Collected data entries
☆ ☆ ☆ ☆ ☆ ☆ ☆

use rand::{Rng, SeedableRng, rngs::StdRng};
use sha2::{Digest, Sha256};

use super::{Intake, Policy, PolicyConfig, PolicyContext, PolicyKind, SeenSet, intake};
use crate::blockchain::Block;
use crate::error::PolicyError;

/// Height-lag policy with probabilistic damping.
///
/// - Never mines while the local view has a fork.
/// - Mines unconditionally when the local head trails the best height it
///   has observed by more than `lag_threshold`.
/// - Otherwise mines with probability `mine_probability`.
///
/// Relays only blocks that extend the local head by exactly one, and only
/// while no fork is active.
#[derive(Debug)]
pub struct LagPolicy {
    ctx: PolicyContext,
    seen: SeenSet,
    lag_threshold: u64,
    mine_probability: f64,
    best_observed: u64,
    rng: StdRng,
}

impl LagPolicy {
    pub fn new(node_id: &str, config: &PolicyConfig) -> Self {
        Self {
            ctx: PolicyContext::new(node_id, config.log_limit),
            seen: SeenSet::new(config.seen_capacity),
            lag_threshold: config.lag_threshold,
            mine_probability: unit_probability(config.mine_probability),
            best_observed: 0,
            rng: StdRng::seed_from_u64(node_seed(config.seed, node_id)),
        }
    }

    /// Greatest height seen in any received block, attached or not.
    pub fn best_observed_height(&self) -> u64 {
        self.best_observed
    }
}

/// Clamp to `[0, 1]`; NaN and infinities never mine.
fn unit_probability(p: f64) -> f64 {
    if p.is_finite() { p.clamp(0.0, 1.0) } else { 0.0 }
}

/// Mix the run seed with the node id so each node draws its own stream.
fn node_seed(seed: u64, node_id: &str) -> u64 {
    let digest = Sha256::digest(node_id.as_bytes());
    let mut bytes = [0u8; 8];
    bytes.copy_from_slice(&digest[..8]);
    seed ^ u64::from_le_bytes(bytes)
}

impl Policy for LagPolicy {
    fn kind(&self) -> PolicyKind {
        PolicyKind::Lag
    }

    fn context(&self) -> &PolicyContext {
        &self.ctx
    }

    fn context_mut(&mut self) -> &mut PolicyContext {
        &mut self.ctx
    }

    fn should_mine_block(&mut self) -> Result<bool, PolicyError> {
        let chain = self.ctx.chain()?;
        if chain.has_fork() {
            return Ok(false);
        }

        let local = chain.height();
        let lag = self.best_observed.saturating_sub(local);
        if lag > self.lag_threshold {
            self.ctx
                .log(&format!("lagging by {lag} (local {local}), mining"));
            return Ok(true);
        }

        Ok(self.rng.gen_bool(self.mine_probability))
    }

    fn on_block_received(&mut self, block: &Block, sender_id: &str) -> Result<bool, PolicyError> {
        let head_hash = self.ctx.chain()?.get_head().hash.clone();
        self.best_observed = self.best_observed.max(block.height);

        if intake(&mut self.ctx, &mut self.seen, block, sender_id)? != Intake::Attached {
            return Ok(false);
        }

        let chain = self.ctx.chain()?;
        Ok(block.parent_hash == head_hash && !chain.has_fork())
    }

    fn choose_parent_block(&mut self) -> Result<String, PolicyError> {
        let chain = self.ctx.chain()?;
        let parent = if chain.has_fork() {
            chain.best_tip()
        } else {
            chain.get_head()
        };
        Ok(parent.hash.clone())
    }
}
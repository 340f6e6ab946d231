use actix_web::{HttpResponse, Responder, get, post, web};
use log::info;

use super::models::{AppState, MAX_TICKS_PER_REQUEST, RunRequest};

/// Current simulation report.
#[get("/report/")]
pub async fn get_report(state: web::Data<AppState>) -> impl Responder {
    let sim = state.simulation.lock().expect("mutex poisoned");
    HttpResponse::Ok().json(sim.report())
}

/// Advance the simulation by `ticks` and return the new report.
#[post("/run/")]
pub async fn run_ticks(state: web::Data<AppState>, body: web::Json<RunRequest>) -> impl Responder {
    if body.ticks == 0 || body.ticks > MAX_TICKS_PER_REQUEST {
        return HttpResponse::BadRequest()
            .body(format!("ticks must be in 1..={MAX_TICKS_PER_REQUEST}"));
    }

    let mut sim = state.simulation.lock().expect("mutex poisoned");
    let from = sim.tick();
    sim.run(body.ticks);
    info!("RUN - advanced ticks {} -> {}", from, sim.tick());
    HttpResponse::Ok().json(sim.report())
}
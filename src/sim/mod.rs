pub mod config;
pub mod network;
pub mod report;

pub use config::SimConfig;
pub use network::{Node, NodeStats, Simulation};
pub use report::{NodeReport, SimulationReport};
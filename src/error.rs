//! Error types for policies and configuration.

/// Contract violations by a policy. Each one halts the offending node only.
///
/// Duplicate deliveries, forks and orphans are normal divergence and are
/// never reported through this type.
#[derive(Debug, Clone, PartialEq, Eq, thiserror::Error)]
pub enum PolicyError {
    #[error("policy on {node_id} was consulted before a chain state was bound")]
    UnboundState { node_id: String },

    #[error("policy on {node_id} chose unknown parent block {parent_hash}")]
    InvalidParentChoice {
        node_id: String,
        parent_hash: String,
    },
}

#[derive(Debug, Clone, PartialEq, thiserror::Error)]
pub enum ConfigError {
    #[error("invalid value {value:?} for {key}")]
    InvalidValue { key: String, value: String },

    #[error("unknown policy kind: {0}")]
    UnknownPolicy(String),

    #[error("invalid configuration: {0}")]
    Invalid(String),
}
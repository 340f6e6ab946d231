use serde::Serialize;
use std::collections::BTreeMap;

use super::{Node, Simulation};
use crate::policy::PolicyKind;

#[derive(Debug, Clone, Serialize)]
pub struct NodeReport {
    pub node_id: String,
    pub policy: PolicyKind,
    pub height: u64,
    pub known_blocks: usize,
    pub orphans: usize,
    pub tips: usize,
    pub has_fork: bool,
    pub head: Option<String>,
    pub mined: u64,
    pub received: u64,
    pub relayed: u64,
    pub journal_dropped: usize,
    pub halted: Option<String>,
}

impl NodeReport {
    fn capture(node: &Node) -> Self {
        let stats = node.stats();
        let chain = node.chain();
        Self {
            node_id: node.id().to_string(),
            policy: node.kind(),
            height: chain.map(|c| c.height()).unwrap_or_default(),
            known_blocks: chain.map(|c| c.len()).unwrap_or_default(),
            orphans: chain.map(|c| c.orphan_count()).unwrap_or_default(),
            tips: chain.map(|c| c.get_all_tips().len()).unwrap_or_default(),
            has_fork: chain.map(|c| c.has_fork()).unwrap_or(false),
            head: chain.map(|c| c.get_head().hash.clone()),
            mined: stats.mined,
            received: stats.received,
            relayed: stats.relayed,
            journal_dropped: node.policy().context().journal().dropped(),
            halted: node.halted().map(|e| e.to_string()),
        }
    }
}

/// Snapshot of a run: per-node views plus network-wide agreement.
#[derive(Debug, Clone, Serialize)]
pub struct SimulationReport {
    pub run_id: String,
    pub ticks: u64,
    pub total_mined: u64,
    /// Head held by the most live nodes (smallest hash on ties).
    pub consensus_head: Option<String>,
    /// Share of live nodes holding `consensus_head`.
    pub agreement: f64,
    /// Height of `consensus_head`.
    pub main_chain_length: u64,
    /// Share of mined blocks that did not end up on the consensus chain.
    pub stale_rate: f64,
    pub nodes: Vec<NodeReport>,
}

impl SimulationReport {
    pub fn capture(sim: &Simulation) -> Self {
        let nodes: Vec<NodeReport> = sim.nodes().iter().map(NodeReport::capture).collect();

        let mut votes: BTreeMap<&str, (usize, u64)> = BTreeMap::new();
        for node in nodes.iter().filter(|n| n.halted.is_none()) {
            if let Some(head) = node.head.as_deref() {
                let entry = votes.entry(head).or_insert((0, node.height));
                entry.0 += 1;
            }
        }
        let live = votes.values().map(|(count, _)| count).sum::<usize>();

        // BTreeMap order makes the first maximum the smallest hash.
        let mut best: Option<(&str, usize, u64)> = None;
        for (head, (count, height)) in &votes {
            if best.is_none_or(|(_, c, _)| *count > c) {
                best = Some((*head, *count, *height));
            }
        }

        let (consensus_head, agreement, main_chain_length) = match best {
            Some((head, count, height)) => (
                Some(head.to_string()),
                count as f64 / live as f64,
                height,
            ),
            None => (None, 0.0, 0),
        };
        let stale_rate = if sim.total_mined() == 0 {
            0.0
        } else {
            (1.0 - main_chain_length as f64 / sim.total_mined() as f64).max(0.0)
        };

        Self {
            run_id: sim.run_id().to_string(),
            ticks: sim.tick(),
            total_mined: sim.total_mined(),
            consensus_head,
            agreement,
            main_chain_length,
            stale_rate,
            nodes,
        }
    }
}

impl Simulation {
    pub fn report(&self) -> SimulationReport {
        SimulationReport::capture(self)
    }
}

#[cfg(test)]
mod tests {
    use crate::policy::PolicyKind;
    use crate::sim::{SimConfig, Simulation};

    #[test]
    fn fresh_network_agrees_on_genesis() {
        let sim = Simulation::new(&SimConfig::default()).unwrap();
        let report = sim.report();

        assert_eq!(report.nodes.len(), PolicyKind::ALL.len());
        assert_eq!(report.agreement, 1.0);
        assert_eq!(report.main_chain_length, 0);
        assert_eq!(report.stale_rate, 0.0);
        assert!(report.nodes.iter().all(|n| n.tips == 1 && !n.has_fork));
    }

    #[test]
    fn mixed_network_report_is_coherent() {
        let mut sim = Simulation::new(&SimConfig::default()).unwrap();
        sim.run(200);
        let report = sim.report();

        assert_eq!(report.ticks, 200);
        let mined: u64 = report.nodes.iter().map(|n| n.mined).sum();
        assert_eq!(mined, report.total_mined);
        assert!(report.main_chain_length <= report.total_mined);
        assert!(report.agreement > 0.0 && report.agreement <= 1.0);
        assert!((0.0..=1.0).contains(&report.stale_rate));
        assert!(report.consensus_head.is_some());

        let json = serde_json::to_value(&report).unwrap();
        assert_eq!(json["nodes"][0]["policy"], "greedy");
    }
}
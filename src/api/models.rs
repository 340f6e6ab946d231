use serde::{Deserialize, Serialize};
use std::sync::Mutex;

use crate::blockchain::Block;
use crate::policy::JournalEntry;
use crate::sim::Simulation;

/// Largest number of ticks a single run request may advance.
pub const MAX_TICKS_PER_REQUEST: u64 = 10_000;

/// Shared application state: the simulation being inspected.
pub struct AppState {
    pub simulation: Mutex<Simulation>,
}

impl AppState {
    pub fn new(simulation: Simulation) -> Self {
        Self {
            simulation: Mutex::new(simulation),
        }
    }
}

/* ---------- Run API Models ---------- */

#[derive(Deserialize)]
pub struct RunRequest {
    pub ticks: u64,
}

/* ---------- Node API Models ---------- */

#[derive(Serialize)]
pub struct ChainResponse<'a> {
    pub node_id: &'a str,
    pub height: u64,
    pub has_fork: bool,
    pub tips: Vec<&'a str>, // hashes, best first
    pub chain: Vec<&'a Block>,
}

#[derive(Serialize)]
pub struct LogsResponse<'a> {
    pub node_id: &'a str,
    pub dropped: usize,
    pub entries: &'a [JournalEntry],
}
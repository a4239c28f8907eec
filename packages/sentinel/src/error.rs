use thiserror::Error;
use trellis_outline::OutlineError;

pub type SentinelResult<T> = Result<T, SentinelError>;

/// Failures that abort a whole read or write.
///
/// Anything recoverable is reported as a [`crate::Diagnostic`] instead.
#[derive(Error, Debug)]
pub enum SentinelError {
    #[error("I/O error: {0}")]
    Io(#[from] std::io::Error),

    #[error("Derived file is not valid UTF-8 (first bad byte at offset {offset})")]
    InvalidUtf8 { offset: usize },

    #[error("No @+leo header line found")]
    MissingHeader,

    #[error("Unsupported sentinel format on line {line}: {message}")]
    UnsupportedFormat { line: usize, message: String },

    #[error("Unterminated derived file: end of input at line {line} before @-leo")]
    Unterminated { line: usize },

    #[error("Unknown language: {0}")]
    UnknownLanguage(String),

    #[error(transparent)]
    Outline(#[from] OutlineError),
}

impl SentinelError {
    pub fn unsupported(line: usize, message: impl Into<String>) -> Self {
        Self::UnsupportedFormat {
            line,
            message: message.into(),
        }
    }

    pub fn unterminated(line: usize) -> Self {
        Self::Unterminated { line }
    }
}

☆ ☆ ☆ ☆ ☆ ☆ ☆

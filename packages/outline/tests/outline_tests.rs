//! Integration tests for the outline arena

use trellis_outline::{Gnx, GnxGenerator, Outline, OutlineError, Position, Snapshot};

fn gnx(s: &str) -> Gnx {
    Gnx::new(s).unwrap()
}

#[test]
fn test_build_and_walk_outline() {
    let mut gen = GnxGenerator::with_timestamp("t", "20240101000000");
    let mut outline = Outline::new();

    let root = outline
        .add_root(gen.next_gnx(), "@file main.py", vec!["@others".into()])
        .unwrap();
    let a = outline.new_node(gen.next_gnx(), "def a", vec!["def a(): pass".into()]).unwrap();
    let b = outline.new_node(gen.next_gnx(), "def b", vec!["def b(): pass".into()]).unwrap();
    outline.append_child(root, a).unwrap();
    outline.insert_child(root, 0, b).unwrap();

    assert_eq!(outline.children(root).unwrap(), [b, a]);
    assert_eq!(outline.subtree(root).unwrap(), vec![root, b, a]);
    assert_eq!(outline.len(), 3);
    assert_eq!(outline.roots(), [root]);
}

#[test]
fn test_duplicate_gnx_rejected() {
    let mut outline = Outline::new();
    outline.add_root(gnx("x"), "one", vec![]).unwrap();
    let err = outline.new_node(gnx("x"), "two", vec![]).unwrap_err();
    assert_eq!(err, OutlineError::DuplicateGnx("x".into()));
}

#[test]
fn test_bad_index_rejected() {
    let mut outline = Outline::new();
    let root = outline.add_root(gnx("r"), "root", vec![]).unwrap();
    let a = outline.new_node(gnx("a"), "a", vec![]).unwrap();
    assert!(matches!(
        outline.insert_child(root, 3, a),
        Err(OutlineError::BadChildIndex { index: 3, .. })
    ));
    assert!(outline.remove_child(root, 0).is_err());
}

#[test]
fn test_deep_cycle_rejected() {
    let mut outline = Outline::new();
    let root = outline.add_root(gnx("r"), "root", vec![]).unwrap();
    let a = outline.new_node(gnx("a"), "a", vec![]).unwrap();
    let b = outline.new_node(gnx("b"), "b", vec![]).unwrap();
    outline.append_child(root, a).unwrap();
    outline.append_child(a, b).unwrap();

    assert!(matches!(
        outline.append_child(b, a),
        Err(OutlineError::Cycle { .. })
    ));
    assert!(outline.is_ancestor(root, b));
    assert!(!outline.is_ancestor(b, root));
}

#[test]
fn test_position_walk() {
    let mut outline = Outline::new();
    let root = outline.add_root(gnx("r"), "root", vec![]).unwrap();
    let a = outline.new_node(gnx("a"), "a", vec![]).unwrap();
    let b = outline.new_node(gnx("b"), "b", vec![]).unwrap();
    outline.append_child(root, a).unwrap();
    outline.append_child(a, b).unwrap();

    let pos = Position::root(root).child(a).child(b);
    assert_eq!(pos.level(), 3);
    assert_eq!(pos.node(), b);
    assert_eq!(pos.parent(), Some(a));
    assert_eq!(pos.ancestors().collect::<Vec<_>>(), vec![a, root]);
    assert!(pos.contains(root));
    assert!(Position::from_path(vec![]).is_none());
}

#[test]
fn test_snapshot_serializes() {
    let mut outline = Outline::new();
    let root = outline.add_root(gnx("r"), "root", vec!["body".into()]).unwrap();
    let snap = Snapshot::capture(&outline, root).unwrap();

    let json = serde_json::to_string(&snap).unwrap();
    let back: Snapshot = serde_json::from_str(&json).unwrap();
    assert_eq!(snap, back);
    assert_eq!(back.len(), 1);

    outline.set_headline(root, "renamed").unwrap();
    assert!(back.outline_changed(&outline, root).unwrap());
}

☆ ☆ ☆ ☆ ☆ ☆ ☆

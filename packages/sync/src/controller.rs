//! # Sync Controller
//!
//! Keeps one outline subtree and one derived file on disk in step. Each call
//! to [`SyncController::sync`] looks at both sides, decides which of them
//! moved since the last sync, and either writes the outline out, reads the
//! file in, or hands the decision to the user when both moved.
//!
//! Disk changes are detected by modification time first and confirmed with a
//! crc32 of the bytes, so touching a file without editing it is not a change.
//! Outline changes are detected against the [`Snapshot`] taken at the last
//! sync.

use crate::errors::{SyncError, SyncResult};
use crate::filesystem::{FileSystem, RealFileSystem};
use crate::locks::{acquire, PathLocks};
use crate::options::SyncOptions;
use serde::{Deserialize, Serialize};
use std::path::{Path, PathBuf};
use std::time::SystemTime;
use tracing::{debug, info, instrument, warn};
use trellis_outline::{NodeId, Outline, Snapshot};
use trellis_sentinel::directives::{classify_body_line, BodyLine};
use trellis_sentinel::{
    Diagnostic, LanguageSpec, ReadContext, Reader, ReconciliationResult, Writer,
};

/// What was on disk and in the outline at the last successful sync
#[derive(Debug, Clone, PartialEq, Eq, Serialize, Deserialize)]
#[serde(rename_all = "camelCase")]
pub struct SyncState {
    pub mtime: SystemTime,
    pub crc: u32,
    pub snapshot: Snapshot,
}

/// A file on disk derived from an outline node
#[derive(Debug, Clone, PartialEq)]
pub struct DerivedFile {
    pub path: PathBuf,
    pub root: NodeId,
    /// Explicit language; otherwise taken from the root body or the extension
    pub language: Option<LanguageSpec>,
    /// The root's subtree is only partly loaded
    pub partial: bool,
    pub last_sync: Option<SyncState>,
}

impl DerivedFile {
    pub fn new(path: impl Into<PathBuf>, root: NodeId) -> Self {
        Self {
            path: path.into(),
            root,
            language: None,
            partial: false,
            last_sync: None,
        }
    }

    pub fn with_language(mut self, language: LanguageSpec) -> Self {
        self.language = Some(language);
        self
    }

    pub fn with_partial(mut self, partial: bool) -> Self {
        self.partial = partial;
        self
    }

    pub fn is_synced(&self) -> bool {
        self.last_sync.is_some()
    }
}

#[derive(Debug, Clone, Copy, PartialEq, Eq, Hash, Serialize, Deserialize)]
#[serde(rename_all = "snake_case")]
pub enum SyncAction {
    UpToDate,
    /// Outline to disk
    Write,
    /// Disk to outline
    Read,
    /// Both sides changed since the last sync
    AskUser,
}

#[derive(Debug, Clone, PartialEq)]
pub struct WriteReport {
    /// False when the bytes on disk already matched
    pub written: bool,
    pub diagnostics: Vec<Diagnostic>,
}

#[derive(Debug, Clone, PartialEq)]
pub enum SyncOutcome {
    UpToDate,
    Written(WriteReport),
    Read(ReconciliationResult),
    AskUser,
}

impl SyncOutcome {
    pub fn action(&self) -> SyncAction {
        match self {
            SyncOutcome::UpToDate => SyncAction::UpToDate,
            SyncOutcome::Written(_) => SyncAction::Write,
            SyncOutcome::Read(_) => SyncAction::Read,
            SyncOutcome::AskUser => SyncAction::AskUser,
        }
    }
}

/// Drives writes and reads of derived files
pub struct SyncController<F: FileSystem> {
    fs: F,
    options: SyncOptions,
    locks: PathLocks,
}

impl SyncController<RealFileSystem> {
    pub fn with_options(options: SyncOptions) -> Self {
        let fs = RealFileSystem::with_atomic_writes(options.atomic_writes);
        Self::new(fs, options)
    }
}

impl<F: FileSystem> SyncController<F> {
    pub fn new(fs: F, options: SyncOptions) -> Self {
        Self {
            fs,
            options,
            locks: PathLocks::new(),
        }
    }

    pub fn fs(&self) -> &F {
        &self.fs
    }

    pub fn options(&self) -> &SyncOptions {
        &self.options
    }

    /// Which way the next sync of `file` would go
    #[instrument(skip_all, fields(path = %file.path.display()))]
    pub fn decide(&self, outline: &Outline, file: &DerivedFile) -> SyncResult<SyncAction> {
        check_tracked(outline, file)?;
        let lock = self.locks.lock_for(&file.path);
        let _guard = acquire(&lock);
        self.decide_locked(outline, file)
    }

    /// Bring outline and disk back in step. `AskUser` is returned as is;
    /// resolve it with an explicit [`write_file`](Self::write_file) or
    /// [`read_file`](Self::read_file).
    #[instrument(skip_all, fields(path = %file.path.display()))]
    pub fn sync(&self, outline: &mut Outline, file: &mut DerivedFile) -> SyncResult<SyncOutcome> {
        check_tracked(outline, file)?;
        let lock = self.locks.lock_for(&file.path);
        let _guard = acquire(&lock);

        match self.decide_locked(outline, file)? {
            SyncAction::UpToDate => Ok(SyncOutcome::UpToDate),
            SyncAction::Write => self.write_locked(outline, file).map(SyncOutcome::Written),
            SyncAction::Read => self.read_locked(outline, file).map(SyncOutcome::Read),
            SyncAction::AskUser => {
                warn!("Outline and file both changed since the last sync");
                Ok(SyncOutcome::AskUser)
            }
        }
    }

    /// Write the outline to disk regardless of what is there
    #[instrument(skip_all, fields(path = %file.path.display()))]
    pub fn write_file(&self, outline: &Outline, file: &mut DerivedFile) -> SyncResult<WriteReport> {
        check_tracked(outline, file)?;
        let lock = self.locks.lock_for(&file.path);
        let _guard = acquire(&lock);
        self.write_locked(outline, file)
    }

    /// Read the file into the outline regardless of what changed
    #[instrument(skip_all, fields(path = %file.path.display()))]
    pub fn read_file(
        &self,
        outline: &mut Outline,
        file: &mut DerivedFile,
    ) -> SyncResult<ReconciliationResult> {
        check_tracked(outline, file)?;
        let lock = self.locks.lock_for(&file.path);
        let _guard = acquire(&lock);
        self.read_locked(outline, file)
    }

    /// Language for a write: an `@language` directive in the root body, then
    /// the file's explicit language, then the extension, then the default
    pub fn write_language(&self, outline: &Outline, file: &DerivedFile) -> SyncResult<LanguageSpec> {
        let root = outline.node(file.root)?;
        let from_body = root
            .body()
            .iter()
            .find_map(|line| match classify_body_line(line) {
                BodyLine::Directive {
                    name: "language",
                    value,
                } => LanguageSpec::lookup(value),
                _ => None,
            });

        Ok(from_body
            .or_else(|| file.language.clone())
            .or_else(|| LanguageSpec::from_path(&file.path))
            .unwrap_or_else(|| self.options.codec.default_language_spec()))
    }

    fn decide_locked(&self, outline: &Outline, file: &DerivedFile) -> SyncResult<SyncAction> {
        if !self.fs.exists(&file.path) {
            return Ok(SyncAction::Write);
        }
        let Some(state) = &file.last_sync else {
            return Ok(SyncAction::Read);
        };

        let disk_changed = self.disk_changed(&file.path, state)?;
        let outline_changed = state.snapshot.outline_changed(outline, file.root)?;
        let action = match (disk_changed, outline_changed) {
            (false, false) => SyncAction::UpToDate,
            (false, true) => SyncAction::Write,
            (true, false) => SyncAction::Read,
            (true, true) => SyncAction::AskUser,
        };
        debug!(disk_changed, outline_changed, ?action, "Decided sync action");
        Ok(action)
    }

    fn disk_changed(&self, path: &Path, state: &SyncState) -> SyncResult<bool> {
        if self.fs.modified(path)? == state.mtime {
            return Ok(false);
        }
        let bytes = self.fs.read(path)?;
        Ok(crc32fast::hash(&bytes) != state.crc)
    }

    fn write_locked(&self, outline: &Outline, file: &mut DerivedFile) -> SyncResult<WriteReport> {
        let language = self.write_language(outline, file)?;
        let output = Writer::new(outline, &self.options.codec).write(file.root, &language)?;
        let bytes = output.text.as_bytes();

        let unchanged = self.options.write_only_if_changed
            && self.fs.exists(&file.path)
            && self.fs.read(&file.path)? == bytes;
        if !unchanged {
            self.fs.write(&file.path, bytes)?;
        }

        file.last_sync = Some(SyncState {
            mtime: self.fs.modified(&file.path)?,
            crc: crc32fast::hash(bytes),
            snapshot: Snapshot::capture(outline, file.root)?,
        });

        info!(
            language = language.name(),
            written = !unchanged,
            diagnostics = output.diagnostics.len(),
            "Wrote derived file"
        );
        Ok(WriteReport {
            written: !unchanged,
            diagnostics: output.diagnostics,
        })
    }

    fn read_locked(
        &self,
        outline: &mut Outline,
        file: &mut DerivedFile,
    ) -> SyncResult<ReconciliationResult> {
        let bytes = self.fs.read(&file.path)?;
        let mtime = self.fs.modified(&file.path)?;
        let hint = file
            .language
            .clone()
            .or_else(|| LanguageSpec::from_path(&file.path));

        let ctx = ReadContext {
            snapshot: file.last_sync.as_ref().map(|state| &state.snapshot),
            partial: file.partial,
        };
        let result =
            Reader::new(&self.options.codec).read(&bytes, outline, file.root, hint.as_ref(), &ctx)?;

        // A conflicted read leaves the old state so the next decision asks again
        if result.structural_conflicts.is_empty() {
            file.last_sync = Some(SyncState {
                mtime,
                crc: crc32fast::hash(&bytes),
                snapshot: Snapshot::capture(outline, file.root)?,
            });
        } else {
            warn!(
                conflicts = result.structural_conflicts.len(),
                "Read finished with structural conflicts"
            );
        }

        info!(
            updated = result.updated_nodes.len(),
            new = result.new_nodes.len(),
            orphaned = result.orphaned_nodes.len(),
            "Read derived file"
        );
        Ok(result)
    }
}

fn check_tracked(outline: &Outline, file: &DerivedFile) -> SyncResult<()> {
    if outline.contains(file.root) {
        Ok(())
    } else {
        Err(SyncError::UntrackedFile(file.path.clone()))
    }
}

☆ ☆ ☆ ☆ ☆ ☆ ☆

What is expected: When the word "UpToDate" shows up in a line of the entries, report that line.

Answer space:
    UpToDate,
    UpToDate,
            SyncOutcome::UpToDate => SyncAction::UpToDate,
            SyncAction::UpToDate => Ok(SyncOutcome::UpToDate),
            (false, false) => SyncAction::UpToDate,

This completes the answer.